=== Section Start ===

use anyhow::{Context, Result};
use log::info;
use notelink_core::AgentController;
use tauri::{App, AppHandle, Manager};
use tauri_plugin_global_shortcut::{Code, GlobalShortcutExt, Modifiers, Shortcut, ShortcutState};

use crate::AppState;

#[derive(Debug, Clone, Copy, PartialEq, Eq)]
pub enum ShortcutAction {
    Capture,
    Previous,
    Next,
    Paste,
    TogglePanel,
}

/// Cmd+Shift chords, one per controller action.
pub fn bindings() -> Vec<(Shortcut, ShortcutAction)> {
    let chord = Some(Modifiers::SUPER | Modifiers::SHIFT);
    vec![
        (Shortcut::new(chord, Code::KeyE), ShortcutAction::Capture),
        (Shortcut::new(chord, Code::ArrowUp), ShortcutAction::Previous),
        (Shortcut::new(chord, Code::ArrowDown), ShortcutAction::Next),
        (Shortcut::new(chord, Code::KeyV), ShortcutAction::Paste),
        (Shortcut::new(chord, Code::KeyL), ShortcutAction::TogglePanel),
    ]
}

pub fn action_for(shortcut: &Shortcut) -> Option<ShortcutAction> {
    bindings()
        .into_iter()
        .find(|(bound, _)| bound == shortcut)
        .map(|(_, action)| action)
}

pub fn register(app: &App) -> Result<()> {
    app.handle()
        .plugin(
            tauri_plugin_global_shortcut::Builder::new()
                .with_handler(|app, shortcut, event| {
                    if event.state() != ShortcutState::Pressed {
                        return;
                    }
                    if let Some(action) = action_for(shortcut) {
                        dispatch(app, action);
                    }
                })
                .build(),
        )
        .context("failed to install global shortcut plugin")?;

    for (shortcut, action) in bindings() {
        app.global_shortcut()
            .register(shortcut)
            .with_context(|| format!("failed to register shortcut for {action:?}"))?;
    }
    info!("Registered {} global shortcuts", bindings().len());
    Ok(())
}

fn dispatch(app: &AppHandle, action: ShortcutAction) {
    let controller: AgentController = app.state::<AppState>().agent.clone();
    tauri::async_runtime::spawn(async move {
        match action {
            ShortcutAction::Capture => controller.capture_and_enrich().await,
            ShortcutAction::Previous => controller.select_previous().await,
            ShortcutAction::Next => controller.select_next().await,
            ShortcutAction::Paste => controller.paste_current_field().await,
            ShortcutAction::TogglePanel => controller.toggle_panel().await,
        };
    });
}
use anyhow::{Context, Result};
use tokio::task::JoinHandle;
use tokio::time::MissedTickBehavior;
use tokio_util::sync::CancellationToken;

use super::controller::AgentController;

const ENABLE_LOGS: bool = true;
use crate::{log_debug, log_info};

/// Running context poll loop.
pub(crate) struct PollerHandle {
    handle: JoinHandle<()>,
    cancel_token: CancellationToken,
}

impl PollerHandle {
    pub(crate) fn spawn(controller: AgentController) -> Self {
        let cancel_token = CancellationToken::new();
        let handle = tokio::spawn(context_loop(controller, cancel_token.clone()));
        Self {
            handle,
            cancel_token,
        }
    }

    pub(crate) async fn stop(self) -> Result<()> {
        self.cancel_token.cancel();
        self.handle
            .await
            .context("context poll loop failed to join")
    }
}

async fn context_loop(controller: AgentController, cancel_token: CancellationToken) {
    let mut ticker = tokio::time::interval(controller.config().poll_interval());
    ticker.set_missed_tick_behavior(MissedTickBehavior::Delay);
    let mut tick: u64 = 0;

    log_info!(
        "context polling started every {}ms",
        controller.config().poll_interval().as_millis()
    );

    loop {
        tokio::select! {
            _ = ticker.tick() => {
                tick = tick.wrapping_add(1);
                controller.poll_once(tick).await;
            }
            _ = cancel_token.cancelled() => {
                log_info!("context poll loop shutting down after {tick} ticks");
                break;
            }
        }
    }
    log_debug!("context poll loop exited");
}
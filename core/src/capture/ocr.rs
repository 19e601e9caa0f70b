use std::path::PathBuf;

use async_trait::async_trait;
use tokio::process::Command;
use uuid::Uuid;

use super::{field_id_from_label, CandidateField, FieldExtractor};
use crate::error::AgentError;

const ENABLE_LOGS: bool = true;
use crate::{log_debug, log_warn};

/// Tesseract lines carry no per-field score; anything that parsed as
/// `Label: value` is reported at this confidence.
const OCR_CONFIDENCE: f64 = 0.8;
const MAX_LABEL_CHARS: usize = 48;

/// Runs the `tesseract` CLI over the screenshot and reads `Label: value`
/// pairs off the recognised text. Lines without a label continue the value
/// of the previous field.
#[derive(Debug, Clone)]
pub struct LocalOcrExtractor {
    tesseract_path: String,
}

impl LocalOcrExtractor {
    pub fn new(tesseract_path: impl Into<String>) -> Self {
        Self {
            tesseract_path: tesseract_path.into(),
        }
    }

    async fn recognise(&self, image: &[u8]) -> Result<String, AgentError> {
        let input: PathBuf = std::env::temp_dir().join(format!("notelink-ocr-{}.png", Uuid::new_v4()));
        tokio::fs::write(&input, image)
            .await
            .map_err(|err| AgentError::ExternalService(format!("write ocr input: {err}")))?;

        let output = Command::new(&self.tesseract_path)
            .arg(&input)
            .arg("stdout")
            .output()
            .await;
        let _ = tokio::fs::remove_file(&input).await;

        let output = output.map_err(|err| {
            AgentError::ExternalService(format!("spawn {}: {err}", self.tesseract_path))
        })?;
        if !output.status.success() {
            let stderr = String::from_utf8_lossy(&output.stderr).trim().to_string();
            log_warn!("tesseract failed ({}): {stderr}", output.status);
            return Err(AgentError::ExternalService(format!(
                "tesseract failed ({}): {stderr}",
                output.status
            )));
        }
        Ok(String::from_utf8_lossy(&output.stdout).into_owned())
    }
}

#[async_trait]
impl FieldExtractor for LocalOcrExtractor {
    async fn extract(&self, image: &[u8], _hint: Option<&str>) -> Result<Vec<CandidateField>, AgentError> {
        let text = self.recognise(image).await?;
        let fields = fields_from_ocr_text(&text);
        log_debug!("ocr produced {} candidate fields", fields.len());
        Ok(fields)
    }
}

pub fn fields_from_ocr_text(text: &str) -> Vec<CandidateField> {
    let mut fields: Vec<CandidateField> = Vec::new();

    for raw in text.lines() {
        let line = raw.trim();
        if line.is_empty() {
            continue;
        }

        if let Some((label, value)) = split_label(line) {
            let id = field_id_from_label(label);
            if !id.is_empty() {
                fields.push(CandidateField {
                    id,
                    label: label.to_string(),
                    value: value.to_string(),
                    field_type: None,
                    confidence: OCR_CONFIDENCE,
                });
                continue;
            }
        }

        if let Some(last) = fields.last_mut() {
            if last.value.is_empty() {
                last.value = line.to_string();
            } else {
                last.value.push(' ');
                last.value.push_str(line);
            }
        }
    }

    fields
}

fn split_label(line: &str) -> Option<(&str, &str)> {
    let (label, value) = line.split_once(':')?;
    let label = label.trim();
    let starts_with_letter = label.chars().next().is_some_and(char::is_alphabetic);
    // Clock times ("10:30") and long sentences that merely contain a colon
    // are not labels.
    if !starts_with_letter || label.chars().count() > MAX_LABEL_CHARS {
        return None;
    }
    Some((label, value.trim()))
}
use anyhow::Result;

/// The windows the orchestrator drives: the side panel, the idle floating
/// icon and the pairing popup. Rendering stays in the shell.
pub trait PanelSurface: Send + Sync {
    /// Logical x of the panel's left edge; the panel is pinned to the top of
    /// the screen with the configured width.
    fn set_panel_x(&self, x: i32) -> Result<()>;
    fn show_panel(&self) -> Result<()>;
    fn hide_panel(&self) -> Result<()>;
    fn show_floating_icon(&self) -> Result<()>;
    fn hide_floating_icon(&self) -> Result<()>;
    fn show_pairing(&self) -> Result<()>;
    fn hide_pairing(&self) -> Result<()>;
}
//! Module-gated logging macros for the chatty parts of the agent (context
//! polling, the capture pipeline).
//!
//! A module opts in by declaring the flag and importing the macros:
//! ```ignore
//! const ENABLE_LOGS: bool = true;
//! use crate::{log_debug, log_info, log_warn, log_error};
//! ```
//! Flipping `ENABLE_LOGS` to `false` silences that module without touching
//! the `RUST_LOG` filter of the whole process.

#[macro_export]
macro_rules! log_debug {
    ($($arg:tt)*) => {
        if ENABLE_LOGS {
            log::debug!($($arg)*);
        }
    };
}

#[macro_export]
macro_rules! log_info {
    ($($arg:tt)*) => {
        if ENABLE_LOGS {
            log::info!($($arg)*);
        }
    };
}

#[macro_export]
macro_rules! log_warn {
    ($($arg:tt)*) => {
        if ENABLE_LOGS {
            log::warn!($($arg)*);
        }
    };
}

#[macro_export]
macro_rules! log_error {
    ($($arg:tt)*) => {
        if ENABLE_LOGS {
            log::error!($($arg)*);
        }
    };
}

=== Section End ===
=== Section Start ===

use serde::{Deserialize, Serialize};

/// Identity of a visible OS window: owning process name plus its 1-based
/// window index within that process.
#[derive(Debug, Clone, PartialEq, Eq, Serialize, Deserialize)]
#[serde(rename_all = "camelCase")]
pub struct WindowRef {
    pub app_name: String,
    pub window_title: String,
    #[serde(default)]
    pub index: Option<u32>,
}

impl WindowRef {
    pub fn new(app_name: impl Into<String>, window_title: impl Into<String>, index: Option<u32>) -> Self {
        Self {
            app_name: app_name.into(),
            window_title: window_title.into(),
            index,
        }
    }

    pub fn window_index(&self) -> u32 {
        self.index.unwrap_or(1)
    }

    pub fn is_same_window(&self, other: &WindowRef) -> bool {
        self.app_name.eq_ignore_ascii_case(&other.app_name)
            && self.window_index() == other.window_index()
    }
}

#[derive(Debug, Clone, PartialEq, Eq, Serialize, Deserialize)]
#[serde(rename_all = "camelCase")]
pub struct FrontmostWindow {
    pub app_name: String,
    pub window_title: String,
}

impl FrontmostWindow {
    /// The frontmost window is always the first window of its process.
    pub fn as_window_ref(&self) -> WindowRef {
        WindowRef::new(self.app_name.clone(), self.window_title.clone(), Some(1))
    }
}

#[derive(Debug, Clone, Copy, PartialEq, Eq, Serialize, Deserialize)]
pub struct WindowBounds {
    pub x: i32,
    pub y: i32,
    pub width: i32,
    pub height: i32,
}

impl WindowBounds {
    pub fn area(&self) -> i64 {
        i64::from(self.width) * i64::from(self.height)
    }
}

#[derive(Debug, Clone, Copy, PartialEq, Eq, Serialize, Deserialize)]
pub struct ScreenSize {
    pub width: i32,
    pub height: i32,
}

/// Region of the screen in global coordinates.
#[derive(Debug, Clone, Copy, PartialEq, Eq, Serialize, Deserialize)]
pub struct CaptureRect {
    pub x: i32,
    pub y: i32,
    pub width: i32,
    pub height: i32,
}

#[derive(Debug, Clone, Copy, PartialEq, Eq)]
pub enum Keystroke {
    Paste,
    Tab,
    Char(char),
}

=== Section End ===
=== Section Start ===

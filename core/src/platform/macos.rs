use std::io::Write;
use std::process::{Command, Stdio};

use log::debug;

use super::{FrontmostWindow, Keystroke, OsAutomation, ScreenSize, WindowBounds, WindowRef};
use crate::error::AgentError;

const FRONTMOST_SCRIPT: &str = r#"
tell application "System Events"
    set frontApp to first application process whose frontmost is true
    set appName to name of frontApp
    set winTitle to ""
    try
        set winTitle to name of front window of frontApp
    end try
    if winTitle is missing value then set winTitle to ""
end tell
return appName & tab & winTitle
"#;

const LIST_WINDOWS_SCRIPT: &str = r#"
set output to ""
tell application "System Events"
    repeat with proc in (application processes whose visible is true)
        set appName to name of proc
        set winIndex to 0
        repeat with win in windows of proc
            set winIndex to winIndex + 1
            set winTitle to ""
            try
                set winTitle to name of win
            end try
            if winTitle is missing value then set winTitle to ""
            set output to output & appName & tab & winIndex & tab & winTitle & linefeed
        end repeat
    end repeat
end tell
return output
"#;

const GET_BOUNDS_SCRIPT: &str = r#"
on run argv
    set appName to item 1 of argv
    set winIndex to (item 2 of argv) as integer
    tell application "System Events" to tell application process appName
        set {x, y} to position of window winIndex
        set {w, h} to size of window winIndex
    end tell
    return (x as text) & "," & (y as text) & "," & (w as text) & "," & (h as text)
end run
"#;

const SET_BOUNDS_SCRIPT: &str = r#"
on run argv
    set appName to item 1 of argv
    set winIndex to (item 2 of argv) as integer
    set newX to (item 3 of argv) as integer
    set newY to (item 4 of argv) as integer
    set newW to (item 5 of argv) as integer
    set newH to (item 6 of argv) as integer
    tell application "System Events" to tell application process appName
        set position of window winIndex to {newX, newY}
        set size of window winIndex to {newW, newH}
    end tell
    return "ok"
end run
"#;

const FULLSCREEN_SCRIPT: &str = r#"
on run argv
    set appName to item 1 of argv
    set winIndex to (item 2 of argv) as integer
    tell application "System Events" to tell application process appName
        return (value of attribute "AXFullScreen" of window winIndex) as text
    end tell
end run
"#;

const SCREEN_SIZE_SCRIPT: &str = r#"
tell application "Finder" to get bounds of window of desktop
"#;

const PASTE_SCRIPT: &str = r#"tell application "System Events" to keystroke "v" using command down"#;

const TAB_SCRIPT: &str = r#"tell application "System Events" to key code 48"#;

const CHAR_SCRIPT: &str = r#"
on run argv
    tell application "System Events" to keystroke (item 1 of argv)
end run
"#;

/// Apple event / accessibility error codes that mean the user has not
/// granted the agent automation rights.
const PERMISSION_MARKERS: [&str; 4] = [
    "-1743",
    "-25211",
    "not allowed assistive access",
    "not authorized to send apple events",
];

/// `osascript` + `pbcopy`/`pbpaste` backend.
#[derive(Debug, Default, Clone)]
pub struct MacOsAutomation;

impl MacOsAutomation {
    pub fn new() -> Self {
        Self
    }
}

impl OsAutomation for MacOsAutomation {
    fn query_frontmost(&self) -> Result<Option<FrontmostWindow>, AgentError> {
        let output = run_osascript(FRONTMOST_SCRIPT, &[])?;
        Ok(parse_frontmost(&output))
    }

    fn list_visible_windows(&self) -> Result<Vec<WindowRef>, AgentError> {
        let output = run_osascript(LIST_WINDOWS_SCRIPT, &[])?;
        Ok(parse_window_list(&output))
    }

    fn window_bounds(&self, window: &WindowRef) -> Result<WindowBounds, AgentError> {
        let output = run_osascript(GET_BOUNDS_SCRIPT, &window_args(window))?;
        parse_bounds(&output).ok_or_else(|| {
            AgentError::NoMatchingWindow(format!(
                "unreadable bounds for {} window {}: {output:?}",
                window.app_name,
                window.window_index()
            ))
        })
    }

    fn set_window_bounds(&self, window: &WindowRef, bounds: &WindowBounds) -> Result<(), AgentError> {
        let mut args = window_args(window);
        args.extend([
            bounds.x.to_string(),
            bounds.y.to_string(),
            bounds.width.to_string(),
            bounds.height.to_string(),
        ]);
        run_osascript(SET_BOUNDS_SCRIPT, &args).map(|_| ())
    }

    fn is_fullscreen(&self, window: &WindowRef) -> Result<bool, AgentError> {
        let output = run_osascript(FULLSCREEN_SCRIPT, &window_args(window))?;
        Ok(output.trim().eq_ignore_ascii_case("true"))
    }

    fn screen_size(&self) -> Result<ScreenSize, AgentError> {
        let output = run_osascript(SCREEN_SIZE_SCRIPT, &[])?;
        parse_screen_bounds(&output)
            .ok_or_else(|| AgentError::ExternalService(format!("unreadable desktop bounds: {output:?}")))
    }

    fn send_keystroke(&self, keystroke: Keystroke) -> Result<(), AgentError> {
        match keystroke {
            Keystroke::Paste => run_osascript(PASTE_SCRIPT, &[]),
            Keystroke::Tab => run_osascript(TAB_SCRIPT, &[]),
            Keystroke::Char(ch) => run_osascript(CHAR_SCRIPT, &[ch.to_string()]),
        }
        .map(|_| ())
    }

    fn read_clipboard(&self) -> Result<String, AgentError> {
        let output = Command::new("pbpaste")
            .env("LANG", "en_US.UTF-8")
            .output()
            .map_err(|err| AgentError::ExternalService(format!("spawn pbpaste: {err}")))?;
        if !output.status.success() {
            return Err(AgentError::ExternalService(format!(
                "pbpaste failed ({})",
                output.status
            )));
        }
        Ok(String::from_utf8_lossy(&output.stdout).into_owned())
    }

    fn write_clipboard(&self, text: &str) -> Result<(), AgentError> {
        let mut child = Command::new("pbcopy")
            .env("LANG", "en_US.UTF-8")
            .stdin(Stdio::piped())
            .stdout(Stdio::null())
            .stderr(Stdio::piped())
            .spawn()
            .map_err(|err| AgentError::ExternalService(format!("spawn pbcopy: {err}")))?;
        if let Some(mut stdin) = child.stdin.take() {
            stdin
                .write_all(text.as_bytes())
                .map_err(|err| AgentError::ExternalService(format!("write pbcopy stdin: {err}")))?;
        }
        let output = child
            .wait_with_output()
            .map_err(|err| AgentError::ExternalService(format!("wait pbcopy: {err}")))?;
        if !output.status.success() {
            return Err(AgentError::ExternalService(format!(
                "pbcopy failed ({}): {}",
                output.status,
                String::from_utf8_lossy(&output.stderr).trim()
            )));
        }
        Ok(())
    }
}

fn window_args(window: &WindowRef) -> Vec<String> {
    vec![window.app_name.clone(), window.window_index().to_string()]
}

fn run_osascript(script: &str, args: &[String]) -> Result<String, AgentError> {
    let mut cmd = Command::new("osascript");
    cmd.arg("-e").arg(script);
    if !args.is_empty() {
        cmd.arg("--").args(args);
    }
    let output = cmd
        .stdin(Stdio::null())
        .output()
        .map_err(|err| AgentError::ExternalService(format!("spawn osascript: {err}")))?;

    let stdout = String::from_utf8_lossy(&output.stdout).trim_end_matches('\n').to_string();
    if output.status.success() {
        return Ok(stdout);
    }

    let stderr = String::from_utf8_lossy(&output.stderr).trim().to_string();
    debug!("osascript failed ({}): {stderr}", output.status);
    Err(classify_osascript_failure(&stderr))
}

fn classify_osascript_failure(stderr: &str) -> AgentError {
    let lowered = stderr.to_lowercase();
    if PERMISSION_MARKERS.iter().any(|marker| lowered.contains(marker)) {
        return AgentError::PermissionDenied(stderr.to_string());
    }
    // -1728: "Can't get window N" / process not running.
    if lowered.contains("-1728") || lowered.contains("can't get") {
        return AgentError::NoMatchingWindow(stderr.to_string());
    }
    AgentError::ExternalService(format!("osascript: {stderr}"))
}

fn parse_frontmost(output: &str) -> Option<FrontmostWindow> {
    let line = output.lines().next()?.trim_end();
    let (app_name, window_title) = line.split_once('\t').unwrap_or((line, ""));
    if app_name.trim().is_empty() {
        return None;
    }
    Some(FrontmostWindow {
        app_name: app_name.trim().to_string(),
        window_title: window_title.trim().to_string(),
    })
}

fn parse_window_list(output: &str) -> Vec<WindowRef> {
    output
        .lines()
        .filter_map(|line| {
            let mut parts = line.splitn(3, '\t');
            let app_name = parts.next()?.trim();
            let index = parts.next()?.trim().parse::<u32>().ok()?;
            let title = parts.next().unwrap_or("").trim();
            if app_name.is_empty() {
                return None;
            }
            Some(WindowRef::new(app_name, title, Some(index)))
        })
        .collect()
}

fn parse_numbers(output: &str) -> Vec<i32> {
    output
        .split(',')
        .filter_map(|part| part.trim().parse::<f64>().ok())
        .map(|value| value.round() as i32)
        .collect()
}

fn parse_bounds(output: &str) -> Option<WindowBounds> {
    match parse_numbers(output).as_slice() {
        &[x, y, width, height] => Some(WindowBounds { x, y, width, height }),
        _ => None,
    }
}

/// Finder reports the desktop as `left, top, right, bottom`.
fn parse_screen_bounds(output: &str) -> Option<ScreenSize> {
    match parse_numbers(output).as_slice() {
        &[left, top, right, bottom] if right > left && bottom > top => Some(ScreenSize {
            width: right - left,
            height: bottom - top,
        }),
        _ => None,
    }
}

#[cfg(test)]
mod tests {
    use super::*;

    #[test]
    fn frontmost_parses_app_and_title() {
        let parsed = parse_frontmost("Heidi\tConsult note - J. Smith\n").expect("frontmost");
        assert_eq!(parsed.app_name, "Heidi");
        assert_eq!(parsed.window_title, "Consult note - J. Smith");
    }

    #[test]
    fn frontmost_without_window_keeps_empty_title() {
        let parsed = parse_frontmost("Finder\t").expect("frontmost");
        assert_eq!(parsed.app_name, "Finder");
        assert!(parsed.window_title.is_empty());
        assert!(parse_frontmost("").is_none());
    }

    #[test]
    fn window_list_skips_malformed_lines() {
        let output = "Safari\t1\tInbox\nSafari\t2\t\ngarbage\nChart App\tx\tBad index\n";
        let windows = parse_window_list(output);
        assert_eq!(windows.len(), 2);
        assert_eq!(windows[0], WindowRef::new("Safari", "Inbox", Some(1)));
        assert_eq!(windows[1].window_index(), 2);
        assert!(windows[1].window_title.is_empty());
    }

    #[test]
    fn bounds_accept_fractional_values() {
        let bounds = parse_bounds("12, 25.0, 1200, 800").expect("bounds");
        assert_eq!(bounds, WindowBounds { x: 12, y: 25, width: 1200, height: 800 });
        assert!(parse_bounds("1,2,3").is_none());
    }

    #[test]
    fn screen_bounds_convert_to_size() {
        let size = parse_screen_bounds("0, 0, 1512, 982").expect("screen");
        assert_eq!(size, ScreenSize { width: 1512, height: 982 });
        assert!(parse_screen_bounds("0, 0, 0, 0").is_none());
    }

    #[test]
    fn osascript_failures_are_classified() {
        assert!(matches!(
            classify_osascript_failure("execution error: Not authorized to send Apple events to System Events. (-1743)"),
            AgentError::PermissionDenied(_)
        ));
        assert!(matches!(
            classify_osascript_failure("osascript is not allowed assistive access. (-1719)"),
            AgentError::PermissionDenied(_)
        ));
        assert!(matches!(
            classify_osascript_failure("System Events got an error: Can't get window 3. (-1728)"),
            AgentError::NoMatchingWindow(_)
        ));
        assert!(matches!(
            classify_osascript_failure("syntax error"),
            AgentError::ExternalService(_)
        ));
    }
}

=== Section End ===

- TASK OBJECTIVE:
List the lines of the entries that include "Smith".

- RESPONSE BOX:
        let parsed = parse_frontmost("Heidi\tConsult note - J. Smith\n").expect("frontmost");
        assert_eq!(parsed.window_title, "Consult note - J. Smith");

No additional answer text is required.